Companies planning deals in 2021 should anticipate higher levels of regulatory intervention from the U.S. antitrust enforcement agencies and global competition authorities. In the United States, the Biden administration is expected to scrutinize transactions more closely and increase coordination with authorities globally.
As a result of this increased scrutiny, some transactions which might not have otherwise been reviewed (or reviewed only in a light-touch way) will be more likely to be subject to an in-depth investigation by U.S. agency authorities. This increased scrutiny does not necessarily mean more deals will be blocked, as the FTC and DOJ have been quite successful in stopping transactions in the last several years under the prior administration. What it does signal is that clearance may take longer, so parties should factor this timeline into their plans and their merger agreements.
Additionally, these longer timelines should consider coordination among global competition authorities. Authorities worldwide are also expected to apply more detailed-and-probably more skeptical-scrutiny to transactions, particularly those involving industries that affect consumers and involve data and innovation such as healthcare, pharmaceuticals, social media, e-commerce and tech.

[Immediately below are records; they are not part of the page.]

//! [`JobRunner`] — drains the job outbox.
//!
//! Provisioning never fails "upward": every error inside a provisioning run
//! is converted into workflow state (failure comment, create-failure history,
//! request reopened) and the job still completes against the queue. Retry is
//! a human decision, surfaced by the reopened status.

use std::sync::Arc;

use acre_core::{
  event::{EventSink, LifecycleEvent},
  store::{FarmStore, JobPayload, Provisioner},
  wiki::NewWiki,
};

use crate::{cache::WikiCache, workflow::RequestWorkflow, Error, Result};

pub struct JobRunner<S, P> {
  store:       Arc<S>,
  provisioner: Arc<P>,
  workflow:    RequestWorkflow<S>,
  cache:       Arc<WikiCache>,
  sink:        Arc<dyn EventSink>,
}

/// Everything a provisioning run needs, unpacked from the payload.
struct ProvisionSpec {
  request_id: i64,
  dbname:     String,
  sitename:   String,
  language:   String,
  category:   String,
  private:    bool,
  requester:  String,
}

impl<S: FarmStore, P: Provisioner> JobRunner<S, P> {
  pub fn new(
    store: Arc<S>,
    provisioner: Arc<P>,
    workflow: RequestWorkflow<S>,
    cache: Arc<WikiCache>,
    sink: Arc<dyn EventSink>,
  ) -> Self {
    Self { store, provisioner, workflow, cache, sink }
  }

  /// Claim and handle one job. Returns `false` when the outbox is empty.
  pub async fn run_next(&self) -> Result<bool> {
    let job = match self.store.claim_job().await.map_err(Error::store)? {
      Some(job) => job,
      None => return Ok(false),
    };

    tracing::debug!(id = %job.id, attempts = job.attempts, "running job");
    self.handle(job.payload).await?;
    self.store.finish_job(job.id).await.map_err(Error::store)?;
    Ok(true)
  }

  /// Drain the outbox; returns the number of jobs handled. Used by tests and
  /// maintenance paths.
  pub async fn run_pending(&self) -> Result<usize> {
    let mut handled = 0;
    while self.run_next().await? {
      handled += 1;
    }
    Ok(handled)
  }

  /// Poll the outbox forever. Spawned by the server binary.
  pub async fn run_loop(self, interval: std::time::Duration) {
    loop {
      match self.run_pending().await {
        Ok(0) => {}
        Ok(n) => tracing::debug!(jobs = n, "outbox drained"),
        Err(err) => tracing::error!(%err, "job runner pass failed"),
      }
      tokio::time::sleep(interval).await;
    }
  }

  async fn handle(&self, payload: JobPayload) -> Result<()> {
    match payload {
      JobPayload::ProvisionWiki {
        request_id,
        dbname,
        sitename,
        language,
        category,
        private,
        requester,
        approver: _,
        reason: _,
      } => {
        let spec = ProvisionSpec {
          request_id,
          dbname,
          sitename,
          language,
          category,
          private,
          requester,
        };
        self.provision(spec).await
      }
      JobPayload::SetContainerAccess { dbname, private } => {
        // Not worth reopening anything over: a later commit re-drives the
        // toggle, and the canonical private flag is already persisted.
        if let Err(err) =
          self.provisioner.set_container_access(&dbname, private).await
        {
          tracing::warn!(dbname, private, %err, "container access toggle failed");
        }
        Ok(())
      }
    }
  }

  /// One provisioning run. Every failure lands in
  /// [`RequestWorkflow::reopen_with_failure`]; the `Err` type here is the
  /// failure text, not an escaping error.
  async fn provision(&self, spec: ProvisionSpec) -> Result<()> {
    match self.try_provision(&spec).await {
      Ok(()) => self.workflow.record_provisioned(spec.request_id).await,
      Err(failure) => {
        self
          .workflow
          .reopen_with_failure(spec.request_id, &failure)
          .await
      }
    }
  }

  async fn try_provision(
    &self,
    spec: &ProvisionSpec,
  ) -> std::result::Result<(), String> {
    // The approval may be stale: someone could have created the wiki (or a
    // redelivered job already has). A taken name is the same soft failure
    // as any provisioning exception.
    let existing = self
      .store
      .get_wiki(&spec.dbname)
      .await
      .map_err(|e| e.to_string())?;
    if existing.is_some() {
      return Err(format!("dbname {:?} is no longer available", spec.dbname));
    }

    let input = NewWiki {
      dbname:     spec.dbname.clone(),
      sitename:   spec.sitename.clone(),
      language:   spec.language.clone(),
      category:   spec.category.clone(),
      db_cluster: acre_core::wiki::DEFAULT_CLUSTER.to_owned(),
      private:    spec.private,
    };

    self
      .provisioner
      .create_database(&spec.dbname, &input.db_cluster)
      .await
      .map_err(|e| format!("database creation failed: {e}"))?;

    self
      .provisioner
      .populate_schema(&spec.dbname)
      .await
      .map_err(|e| format!("schema population failed: {e}"))?;

    let record = self
      .store
      .insert_wiki(input)
      .await
      .map_err(|e| format!("wiki record insert failed: {e}"))?;

    self.sink.publish(LifecycleEvent::Created {
      dbname:  record.dbname.clone(),
      private: record.private,
    });
    if let Err(err) = self.cache.write(&record) {
      // The cache self-heals on next read; creation has already succeeded.
      tracing::warn!(dbname = %record.dbname, %err, "cache rebuild failed");
    }

    self
      .provisioner
      .grant_founder(&spec.dbname, &spec.requester)
      .await
      .map_err(|e| format!("founder account creation failed: {e}"))?;

    tracing::info!(
      dbname = %spec.dbname,
      request = spec.request_id,
      "wiki provisioned"
    );
    Ok(())
  }
}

These changes reinforce the need for deal planning to feature a coordinated global merger control strategy for all businesses.
Casting a Wider Net
The Biden administration is widely expected to usher in a re-energized era of merger enforcement, against the backdrop of criticism by some of under-enforcement over the last decade under the prior two administrations. This criticism resulted in the announcement of dramatic legislative proposals over the course of the 2020 presidential campaign and through the Fall of 2020.
Such proposals include imposing structural presumptions that would presumptively prohibit transactions resulting in high market shares or increased concentration, introducing a presumption against acquisitions of start-ups by dominant firms, and/or prohibiting acquisitions of potential rivals and nascent competitors. Though headline-grabbing, a narrow Democratic majority in both houses of Congress means such proposals are unlikely to pass. And even congressional supporters have acknowledged that such proposals are just the start of the legislative process.
One area of bipartisan agreement, however, is the need for increased funding for the antitrust agencies. Even without substantive legislative changes, greater funding will enable the agencies to expand their ability to investigate transactions through hiring and to use new tools or reinvigorate existing tools to catch acquisitions of nascent competitors, vertical transactions or minority acquisitions, which are among the areas we expect the most focus on.
These tools include use of the FTC Act’s Section 6(b) powers to conduct industry studies, breaking up past acquisitions deemed to have anti-competitive effects, rulemaking authority to regulate conduct happening before the event, and bringing (and potentially losing) more cases challenging deals.
What Does This Mean?
Against this backdrop, parties should prepare for longer timelines—even for deals that do not raise traditional antitrust concerns. Only a few months into 2021, the FTC has already announced at least temporary changes to its practices that extend timelines; the Premerger Notification Office has suspended its Early Termination procedure, meaning parties now must wait the full 30-day waiting period for transactions raising no antitrust risk. While this change adds only two weeks, it signals what may be coming from the agencies: longer timelines and more thorough reviews.